Nichée au cœur d’une cité qui fut au cours des siècles observatrice autant qu’actrice de quelques-unes des mutations majeures de nos sociétés occidentales, la Villa Médicis présente actuellement à Rome cinq expositions monographiques qui témoignent d’un monde en devenir, à la fois multiple et de plus en plus complexe. Témoins privilégiés des mouvements migratoires et des métissages culturels, économiques et politiques, les artistes invités se trouvent au cœur des débats et des conflits qui interpellent nos sociétés. Chacun s’interroge sur les fluctuations et les incertitudes qui taraudent notre monde, et particulièrement l’Europe. L’un est d’origine algérienne, un autre est né en Albanie, qui aux Etats-Unis ou en France. Ni contempteurs ni encenseurs, tous s’appuient sur l’intimité et la spécificité de leur propre expérience d’homme et de femme confrontés à la globalisation et ayant fait le choix de s’en nourrir plutôt que de s’en défier. Du passé, il ne saurait être question de faire table rase, bien au contraire, mais celui-ci ne constitue qu’une partie des éléments et des variables qui contribuent à façonner une personnalité, construire une identité.
Né à Constantine et installé à Paris, le plasticien Adel Abdessemed, qui présente ici une sculpture et deux vidéos, aime à apparenter ses œuvres à des actes clairs, francs et immédiats, plutôt qu’à des images. S’appuyant également sur la photographie, le dessin et la performance, il explore les limites sociales, culturelles et politiques spécifiques aux sociétés occidentales et musulmanes. La globalisation comme source de pression et de discorde est un autre des axes de sa réflexion.
L’exposition des œuvres de Stephen Dean vient pour sa part clore un séjour d’un an passé par l’artiste à la Villa Médicis. Peintre et vidéaste d’origine franco-américaine, il se plaît à remonter le fil de l’histoire de la peinture, pour y puiser inspiration et en nourrir son imagination. Parmi ses travaux : une série de vidéos met en scène des mouvements de foules, filmés au moyen d’une caméra thermique, qui nous entraîne dans un jeu de couleurs vives et pures où s’efface toute frontière entre figuration et abstraction.
Ellen Gallagher partage quant à elle son existence entre son Amérique natale et les Pays-Bas. Deux tableaux et une installation vidéo (dernier fruit d’une collaboration régulière avec Edgar Cleijne) nous invitent à pénétrer l’univers muable et mutable qu’elle a développé au fil des ans. La distinction entre réel et imaginaire importe peu, serait même superfétatoire, car l’un et l’autre sont devenus si intimement liés au gré des découpages, collages et juxtapositions opérés, qu’il devient futile de tenter de les différencier.
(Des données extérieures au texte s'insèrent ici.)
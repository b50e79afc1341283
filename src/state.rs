//! Per-instance playback bookkeeping
//!
//! Everything transient about playback lives here, owned by the caller and
//! passed into every evaluation. The evaluator itself keeps no hidden
//! state, so two instances sharing a skeleton and clip can never bleed
//! poses into each other.

use glam::{Quat, Vec3};

use crate::bone::BoneIndex;

/// Transition bookkeeping for one bone's three channels
#[derive(Debug, Clone, Copy, Default)]
pub struct BoneState {
    pub(crate) last_translation: Option<Vec3>,
    pub(crate) last_rotation: Option<Quat>,
    pub(crate) last_scale: Option<Vec3>,
    pub(crate) translation_blend_start: Option<f32>,
    pub(crate) rotation_blend_start: Option<f32>,
    pub(crate) scale_blend_start: Option<f32>,
}

impl BoneState {
    fn clear(&mut self) {
        *self = Self::default();
    }
}

/// Per-mesh-instance interpolation state
///
/// Created once per instance and resized lazily to the skeleton's arena on
/// first use. Cleared whenever playback restarts from the bind pose.
#[derive(Debug, Clone, Default)]
pub struct PlaybackState {
    bones: Vec<BoneState>,
    loop_count: u32,
}

impl PlaybackState {
    /// Create an empty state
    pub fn new() -> Self {
        Self::default()
    }

    /// How many times the current clip has wrapped, as of the last
    /// `evaluate` call
    pub fn loop_count(&self) -> u32 {
        self.loop_count
    }

    /// Forget all per-channel history and blend bookkeeping
    ///
    /// The next evaluation snaps directly onto its track samples instead of
    /// blending in from a remembered pose.
    pub fn clear(&mut self) {
        for bone in &mut self.bones {
            bone.clear();
        }
        self.loop_count = 0;
    }

    pub(crate) fn set_loop_count(&mut self, loops: u32) {
        self.loop_count = loops;
    }

    pub(crate) fn ensure_bones(&mut self, count: usize) {
        if self.bones.len() < count {
            self.bones.resize_with(count, BoneState::default);
        }
    }

    pub(crate) fn bone_mut(&mut self, index: BoneIndex) -> &mut BoneState {
        &mut self.bones[index as usize]
    }
}

#[cfg(test)]
mod tests {
    use super::*;

    #[test]
    fn test_lazy_resize_keeps_existing_history() {
        let mut state = PlaybackState::new();
        state.ensure_bones(2);
        state.bone_mut(1).last_translation = Some(Vec3::ONE);
        state.ensure_bones(4);
        assert_eq!(state.bone_mut(1).last_translation, Some(Vec3::ONE));
        assert_eq!(state.bone_mut(3).last_translation, None);
    }

    #[test]
    fn test_clear_resets_everything() {
        let mut state = PlaybackState::new();
        state.ensure_bones(2);
        state.bone_mut(0).last_rotation = Some(Quat::from_rotation_x(1.0));
        state.bone_mut(0).rotation_blend_start = Some(3.0);
        state.set_loop_count(5);

        state.clear();
        assert_eq!(state.loop_count(), 0);
        assert_eq!(state.bone_mut(0).last_rotation, None);
        assert_eq!(state.bone_mut(0).rotation_blend_start, None);
    }
}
Originaire d’Albanie, Adrian Paci s’est établi en Italie voici une dizaine d’années. Maniant aussi bien le pinceau que la caméra, l’appareil photo ou l’art de l’installation, c’est avant tout à travers l’expérience de l’exil qu’il approfondit les thèmes de la migration, de la globalisation et des bouleversements ou des traumatismes qu’ils engendrent, notamment lorsque l’on se retrouve coupé à jamais de son pays d’origine.
La peinture est son langage, mais l’art pictural du Français Djamel Tatah s’inspire également de la photographie et du cinéma, du dessin et de l’histoire de l’art. L’exposition couvre plusieurs années d’exploration et de recherches sur les figures, celles de ses proches, de ses contemporains, habitants silencieux de ses toiles imposantes, au décor minimaliste. Rendus quasi immatériels, ses personnages sont comme des traces, les fils d’une trame aux tonalités à la fois familières et insaisissables.
Collectif, car porteur de démarches similaires, l’événement romain n’en réussit pas moins à préserver l’originalité et l’individualité de chacun des artistes, rendant ainsi l’expérience aussi dense que généreuse pour le public.